- WORK TASK: Tell me how many lines in the entries below contain the word "bool"; reply with the number and nothing else.

=== DATA RECORDS ===

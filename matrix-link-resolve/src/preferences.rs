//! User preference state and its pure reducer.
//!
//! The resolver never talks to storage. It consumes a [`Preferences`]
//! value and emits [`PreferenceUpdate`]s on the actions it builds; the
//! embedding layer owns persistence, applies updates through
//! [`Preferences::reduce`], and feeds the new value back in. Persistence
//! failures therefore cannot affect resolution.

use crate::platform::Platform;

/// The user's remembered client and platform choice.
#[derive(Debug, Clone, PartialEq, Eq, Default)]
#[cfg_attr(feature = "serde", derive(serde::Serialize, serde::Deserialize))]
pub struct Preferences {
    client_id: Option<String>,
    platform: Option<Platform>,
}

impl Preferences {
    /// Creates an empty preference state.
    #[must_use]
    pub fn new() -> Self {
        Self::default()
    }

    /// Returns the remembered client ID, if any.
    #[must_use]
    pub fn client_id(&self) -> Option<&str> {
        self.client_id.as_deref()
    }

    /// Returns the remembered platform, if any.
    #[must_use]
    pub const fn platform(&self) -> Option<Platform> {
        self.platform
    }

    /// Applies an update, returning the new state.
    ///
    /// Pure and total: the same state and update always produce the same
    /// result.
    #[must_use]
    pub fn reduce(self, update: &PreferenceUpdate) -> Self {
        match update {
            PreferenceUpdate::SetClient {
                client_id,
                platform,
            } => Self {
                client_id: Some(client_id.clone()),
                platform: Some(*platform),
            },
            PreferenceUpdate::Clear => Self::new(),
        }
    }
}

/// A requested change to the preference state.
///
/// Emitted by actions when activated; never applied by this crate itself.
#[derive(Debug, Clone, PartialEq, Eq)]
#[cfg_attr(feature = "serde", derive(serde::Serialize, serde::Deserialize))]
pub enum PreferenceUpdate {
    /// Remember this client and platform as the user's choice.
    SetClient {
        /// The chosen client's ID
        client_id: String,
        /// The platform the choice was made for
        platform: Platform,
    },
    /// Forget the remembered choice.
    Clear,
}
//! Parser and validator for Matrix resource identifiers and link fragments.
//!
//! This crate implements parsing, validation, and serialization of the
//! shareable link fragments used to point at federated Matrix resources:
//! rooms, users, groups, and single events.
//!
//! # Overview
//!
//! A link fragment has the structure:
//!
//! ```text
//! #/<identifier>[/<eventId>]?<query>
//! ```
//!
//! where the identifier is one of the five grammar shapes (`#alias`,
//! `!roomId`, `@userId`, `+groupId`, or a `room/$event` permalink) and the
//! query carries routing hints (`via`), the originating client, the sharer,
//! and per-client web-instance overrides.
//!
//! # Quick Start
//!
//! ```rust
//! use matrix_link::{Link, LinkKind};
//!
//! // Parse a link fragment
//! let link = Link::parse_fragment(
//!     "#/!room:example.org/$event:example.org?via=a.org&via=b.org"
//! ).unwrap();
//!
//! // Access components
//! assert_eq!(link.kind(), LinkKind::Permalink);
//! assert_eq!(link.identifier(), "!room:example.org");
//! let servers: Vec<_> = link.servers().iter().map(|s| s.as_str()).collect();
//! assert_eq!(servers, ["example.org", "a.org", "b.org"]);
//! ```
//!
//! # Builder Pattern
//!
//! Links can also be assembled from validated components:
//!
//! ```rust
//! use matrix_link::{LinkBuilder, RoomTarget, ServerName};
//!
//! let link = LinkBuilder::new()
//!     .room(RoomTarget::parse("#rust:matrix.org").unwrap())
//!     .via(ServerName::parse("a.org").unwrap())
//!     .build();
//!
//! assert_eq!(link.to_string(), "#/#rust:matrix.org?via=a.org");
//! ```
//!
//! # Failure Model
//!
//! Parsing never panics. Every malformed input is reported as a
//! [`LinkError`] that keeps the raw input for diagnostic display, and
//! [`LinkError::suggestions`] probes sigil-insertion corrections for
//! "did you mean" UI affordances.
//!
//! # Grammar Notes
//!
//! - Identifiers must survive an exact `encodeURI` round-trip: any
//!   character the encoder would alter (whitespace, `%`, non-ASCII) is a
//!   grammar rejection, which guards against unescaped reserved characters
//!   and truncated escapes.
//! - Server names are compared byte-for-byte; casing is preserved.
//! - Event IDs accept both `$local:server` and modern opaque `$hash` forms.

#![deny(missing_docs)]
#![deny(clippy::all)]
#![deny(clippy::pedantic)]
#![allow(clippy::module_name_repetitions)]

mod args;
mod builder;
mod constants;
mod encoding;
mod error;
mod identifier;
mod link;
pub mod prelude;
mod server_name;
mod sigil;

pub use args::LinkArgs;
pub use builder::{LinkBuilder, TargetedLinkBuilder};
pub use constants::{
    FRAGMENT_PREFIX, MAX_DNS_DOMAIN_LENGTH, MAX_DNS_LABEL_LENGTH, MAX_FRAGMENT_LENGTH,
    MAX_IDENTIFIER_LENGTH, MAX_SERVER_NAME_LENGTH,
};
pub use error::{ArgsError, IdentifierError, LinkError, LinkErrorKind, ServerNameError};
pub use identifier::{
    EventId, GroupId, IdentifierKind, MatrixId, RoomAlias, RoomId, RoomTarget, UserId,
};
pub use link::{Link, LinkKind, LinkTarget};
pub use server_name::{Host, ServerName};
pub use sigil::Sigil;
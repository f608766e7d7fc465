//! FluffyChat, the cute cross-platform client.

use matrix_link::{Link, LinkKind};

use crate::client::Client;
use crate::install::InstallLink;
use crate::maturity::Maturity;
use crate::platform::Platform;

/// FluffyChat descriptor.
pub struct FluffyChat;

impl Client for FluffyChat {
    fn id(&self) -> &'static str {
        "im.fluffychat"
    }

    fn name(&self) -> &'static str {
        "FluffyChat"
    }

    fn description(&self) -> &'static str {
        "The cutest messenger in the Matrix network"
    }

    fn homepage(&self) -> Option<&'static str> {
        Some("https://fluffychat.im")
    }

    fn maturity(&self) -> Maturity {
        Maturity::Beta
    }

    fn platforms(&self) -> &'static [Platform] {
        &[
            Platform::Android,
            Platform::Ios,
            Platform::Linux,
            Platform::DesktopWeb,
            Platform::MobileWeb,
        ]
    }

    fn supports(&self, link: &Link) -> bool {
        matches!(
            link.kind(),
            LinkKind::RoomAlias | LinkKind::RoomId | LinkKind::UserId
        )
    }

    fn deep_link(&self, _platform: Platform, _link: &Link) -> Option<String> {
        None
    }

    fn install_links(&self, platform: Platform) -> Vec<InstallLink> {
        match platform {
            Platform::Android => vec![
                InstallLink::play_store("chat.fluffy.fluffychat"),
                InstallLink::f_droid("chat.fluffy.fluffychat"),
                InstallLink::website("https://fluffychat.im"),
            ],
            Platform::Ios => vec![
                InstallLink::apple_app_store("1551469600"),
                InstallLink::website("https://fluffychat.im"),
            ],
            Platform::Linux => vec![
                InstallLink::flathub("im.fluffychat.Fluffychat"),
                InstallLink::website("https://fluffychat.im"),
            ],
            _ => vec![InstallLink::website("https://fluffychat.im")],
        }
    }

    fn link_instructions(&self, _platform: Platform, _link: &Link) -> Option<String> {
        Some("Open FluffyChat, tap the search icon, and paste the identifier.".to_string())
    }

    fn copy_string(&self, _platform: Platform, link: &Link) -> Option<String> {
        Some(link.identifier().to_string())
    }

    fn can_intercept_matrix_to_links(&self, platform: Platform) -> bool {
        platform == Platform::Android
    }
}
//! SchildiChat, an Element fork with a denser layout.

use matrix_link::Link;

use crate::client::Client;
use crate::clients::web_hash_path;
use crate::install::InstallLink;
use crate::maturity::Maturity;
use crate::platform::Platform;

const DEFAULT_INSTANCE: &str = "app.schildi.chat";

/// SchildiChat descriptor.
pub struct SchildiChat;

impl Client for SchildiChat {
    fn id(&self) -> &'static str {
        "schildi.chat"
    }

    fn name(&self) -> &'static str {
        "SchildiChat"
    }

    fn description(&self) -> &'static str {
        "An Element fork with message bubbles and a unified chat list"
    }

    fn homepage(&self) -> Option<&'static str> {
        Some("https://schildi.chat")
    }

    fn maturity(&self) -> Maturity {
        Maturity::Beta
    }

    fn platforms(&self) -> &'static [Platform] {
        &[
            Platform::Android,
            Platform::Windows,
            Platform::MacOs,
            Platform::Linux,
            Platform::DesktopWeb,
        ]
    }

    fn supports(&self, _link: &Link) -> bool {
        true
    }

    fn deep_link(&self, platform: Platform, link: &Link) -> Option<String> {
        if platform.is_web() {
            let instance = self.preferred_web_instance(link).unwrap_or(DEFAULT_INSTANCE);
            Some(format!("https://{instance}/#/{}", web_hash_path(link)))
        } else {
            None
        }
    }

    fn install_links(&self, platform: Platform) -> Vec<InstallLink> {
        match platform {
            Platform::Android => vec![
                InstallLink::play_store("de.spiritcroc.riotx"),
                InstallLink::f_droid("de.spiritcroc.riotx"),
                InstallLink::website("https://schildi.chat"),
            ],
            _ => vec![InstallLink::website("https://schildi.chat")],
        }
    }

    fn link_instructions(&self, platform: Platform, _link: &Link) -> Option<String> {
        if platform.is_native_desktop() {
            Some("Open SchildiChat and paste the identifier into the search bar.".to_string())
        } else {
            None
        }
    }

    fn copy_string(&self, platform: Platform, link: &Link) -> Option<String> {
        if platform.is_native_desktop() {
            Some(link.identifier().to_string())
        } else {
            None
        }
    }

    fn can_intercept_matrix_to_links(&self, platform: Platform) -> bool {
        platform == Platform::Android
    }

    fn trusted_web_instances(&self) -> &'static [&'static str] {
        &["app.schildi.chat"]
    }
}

===
=== DATA RECORDS ===

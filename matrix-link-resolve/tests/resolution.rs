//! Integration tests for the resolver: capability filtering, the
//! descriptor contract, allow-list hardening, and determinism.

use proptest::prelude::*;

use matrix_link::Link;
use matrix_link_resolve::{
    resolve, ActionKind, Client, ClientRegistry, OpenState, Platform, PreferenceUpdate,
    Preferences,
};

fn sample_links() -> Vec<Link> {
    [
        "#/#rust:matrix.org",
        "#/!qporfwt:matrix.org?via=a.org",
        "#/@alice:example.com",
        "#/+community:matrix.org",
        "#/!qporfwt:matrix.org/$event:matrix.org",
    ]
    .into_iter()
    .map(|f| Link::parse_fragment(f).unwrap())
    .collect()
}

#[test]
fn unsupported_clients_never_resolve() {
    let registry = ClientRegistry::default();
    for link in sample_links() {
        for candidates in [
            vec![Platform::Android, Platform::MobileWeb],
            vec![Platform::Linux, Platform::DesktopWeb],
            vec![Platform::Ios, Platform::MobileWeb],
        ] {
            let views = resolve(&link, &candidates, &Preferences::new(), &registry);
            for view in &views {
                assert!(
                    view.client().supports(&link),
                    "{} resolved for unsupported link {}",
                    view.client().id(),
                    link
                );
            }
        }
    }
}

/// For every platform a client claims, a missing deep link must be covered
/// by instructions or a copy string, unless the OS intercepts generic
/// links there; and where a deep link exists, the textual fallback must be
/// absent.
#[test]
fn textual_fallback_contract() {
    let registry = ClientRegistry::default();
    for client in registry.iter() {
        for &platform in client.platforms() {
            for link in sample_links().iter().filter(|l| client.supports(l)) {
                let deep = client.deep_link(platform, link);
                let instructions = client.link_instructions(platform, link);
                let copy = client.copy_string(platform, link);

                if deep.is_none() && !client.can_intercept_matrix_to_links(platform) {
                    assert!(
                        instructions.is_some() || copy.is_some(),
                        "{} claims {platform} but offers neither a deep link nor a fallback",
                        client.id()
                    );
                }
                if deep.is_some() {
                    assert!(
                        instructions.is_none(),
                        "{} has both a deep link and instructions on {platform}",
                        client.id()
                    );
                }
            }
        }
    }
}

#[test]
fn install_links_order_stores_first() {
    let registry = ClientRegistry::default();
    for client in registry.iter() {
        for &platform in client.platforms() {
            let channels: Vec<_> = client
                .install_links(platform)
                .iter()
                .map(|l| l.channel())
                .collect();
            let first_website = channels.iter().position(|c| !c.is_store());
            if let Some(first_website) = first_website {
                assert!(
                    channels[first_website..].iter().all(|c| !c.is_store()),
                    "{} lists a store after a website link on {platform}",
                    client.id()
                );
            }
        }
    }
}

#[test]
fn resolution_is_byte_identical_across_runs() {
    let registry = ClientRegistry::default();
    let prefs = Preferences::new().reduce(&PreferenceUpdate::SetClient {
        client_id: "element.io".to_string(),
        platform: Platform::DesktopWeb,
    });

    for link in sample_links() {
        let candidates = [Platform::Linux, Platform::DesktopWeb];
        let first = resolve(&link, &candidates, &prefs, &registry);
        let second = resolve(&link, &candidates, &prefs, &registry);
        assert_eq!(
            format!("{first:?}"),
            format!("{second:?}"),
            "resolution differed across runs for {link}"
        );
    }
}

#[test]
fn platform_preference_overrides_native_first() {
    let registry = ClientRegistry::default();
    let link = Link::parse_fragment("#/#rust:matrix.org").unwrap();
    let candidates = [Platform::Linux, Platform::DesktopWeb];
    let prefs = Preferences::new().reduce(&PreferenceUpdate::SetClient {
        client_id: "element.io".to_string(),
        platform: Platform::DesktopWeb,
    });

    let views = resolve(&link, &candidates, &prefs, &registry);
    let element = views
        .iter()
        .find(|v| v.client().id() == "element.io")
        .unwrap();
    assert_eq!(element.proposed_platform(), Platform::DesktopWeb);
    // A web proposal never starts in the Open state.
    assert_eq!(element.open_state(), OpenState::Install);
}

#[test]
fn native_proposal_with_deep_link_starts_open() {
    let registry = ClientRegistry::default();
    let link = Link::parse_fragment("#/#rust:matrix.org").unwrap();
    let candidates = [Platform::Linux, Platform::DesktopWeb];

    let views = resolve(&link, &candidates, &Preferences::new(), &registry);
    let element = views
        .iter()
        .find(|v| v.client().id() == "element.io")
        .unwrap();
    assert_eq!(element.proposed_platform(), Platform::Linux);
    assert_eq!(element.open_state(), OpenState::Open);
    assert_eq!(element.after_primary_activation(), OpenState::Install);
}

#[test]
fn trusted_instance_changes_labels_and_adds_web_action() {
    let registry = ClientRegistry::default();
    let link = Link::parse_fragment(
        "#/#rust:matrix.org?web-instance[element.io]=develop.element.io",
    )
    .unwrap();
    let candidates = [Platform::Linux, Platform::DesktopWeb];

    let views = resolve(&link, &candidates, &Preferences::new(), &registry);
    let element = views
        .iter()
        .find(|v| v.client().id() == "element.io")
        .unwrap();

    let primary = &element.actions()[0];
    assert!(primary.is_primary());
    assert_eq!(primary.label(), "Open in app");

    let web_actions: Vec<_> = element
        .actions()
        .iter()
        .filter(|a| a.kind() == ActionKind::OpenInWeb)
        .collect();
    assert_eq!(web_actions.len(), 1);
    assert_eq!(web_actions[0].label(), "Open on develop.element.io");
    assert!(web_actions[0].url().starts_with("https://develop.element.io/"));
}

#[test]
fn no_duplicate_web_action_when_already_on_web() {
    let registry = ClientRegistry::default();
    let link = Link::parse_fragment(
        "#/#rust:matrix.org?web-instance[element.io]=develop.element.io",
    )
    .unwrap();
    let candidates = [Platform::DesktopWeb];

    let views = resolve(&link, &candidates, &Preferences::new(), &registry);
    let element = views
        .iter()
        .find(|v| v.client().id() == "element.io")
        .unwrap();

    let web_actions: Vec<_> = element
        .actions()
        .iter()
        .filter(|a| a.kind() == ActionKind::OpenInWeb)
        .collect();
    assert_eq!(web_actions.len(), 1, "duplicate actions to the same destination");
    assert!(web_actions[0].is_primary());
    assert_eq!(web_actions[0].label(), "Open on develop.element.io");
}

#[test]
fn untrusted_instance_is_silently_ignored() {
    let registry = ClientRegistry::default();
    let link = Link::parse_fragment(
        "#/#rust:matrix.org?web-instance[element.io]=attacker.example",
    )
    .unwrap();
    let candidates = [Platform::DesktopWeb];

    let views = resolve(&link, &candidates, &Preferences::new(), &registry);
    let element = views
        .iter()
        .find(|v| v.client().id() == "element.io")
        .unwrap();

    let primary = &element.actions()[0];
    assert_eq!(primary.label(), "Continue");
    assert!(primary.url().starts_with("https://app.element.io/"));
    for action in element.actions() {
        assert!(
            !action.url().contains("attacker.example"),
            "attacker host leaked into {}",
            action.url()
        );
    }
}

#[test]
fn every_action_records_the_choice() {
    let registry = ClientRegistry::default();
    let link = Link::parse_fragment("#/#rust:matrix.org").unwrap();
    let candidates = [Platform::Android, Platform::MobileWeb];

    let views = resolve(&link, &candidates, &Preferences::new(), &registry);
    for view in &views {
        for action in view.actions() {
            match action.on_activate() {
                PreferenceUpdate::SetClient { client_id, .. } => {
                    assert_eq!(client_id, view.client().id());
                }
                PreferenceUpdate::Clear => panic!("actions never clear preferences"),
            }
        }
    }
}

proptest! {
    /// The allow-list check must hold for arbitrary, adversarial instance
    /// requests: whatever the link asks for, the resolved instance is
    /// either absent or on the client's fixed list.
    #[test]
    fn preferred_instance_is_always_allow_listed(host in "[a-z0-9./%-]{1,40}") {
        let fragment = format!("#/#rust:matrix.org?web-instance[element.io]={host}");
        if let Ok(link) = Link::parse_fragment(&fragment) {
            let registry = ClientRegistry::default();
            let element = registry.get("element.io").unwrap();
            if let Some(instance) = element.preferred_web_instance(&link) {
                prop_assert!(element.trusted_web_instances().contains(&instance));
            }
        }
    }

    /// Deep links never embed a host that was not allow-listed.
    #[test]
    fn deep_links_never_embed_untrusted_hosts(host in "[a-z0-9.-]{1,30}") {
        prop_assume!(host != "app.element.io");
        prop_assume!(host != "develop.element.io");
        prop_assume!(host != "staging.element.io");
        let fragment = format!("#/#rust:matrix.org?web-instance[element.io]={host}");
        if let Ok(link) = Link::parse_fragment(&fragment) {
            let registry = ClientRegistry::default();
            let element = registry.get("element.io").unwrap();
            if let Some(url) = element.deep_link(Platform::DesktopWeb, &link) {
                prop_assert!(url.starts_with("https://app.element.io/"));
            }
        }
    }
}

===
=== DATA RECORDS ===

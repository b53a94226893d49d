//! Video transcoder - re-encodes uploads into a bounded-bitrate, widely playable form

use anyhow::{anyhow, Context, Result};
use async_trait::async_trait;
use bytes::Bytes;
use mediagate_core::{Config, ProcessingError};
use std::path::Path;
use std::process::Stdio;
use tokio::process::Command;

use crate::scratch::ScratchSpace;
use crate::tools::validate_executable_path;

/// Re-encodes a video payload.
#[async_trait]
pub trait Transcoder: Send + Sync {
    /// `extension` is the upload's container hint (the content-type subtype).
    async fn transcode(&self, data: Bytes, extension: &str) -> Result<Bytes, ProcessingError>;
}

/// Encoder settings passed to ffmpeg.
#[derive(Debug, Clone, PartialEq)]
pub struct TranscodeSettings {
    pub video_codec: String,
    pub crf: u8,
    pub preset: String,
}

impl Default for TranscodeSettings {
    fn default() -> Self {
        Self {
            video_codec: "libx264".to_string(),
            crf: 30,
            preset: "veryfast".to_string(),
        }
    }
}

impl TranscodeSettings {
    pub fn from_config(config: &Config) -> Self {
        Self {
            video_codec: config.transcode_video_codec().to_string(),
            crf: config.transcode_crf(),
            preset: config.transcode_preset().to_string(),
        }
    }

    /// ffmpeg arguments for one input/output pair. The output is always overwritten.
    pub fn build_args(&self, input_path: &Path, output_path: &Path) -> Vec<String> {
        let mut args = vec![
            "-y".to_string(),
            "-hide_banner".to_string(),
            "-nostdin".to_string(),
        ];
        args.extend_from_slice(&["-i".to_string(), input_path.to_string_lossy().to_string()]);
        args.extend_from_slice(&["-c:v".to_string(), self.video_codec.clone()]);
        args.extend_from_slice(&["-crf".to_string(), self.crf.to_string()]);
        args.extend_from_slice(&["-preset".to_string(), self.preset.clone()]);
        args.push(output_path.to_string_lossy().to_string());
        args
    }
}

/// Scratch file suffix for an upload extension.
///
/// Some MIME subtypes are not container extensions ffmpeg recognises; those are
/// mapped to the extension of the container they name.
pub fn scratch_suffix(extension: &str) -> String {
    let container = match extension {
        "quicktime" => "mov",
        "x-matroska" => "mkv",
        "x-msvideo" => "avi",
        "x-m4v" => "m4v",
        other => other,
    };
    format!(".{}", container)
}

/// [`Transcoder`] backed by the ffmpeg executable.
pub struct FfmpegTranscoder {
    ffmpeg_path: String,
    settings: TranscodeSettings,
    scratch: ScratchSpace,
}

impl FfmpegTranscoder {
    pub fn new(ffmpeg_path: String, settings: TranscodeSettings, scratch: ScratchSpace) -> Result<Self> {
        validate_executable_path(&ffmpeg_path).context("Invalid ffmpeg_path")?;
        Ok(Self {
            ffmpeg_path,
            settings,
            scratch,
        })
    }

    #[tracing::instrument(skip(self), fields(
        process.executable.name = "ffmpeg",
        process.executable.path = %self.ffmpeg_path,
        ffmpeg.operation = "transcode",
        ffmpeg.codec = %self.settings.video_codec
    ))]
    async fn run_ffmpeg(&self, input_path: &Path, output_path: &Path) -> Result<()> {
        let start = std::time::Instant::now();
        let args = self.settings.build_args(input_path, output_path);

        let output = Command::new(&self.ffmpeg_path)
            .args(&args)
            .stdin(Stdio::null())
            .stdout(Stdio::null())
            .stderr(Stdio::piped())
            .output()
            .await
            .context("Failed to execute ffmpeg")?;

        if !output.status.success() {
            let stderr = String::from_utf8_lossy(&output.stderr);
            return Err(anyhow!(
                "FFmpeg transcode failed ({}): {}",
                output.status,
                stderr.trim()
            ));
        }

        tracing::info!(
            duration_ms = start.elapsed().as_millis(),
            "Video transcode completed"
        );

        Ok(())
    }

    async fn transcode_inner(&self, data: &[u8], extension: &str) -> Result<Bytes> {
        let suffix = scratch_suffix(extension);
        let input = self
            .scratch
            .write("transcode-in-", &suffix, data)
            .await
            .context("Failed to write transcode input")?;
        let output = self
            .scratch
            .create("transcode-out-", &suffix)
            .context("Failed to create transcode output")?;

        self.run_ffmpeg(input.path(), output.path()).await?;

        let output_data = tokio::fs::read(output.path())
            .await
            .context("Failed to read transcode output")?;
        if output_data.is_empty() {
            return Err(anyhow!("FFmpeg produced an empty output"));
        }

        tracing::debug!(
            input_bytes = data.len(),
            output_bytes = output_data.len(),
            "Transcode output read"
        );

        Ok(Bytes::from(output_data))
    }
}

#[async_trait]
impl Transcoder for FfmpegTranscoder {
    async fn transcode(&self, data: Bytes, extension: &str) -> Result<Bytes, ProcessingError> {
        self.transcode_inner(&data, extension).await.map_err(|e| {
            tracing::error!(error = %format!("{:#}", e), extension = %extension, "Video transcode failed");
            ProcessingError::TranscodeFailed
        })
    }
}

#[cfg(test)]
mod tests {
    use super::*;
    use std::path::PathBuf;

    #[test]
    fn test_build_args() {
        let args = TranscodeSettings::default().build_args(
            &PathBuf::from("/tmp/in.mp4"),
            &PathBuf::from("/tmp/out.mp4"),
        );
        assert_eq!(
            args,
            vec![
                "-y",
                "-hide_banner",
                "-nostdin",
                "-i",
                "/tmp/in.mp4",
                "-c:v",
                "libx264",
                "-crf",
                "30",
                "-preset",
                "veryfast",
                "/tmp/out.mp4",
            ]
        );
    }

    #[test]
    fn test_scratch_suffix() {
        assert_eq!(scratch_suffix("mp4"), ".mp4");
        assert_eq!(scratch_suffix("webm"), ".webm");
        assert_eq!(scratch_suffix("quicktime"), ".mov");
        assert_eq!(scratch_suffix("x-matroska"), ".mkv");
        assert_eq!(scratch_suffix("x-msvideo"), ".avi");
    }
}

===

- ANSWER FOR THIS EXERCISE: 4